Saved entries:
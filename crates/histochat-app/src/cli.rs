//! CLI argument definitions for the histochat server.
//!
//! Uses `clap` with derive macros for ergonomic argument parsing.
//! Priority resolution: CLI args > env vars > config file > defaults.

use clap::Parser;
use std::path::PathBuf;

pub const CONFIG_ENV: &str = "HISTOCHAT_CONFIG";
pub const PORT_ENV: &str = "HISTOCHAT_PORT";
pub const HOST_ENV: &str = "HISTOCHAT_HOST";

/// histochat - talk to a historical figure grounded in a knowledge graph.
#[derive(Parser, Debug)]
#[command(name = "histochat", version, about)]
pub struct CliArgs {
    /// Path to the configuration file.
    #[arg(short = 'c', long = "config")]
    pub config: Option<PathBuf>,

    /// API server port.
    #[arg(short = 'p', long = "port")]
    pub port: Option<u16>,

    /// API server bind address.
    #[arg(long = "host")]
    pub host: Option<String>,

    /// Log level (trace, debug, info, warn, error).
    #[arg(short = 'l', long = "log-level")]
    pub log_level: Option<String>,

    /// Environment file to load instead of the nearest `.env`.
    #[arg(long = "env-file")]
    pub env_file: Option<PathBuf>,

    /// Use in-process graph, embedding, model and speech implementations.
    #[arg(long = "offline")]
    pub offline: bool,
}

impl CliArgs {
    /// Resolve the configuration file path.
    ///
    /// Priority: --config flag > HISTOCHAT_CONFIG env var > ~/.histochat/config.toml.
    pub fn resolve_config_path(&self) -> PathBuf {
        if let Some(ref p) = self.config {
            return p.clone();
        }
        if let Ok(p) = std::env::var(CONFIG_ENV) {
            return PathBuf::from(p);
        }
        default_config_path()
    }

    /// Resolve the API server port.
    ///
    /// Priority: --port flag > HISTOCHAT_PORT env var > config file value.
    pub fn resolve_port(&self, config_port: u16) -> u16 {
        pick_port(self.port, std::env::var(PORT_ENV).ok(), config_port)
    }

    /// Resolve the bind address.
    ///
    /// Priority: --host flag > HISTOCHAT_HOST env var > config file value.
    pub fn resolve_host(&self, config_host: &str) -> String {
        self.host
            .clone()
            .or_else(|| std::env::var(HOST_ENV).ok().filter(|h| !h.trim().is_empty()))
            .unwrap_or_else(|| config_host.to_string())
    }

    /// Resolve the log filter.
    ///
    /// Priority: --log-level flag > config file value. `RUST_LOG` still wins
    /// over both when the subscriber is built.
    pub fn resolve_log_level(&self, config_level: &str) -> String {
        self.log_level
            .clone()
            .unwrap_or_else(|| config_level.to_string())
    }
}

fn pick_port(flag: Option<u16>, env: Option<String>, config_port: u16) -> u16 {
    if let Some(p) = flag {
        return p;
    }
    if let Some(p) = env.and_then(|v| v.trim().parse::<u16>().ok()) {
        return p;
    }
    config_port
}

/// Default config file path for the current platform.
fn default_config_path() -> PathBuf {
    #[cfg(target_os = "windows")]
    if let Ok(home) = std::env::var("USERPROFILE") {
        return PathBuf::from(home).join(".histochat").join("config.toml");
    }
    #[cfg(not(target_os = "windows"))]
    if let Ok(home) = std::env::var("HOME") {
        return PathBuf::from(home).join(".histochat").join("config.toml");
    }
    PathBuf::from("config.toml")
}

> [EXERCISE REQUIREMENTS]
Only the lines from the first line of the records through the line containing "the configuration file." should be repeated, exactly as they appear.

> [SOLUTION TO THIS EXERCISE]
filename crates/histochat-app/src/cli.rs
//! CLI argument definitions for the histochat server.
//!
//! Uses `clap` with derive macros for ergonomic argument parsing.
//! Priority resolution: CLI args > env vars > config file > defaults.

use clap::Parser;
use std::path::PathBuf;

pub const CONFIG_ENV: &str = "HISTOCHAT_CONFIG";
pub const PORT_ENV: &str = "HISTOCHAT_PORT";
pub const HOST_ENV: &str = "HISTOCHAT_HOST";

/// histochat - talk to a historical figure grounded in a knowledge graph.
#[derive(Parser, Debug)]
#[command(name = "histochat", version, about)]
pub struct CliArgs {
    /// Path to the configuration file.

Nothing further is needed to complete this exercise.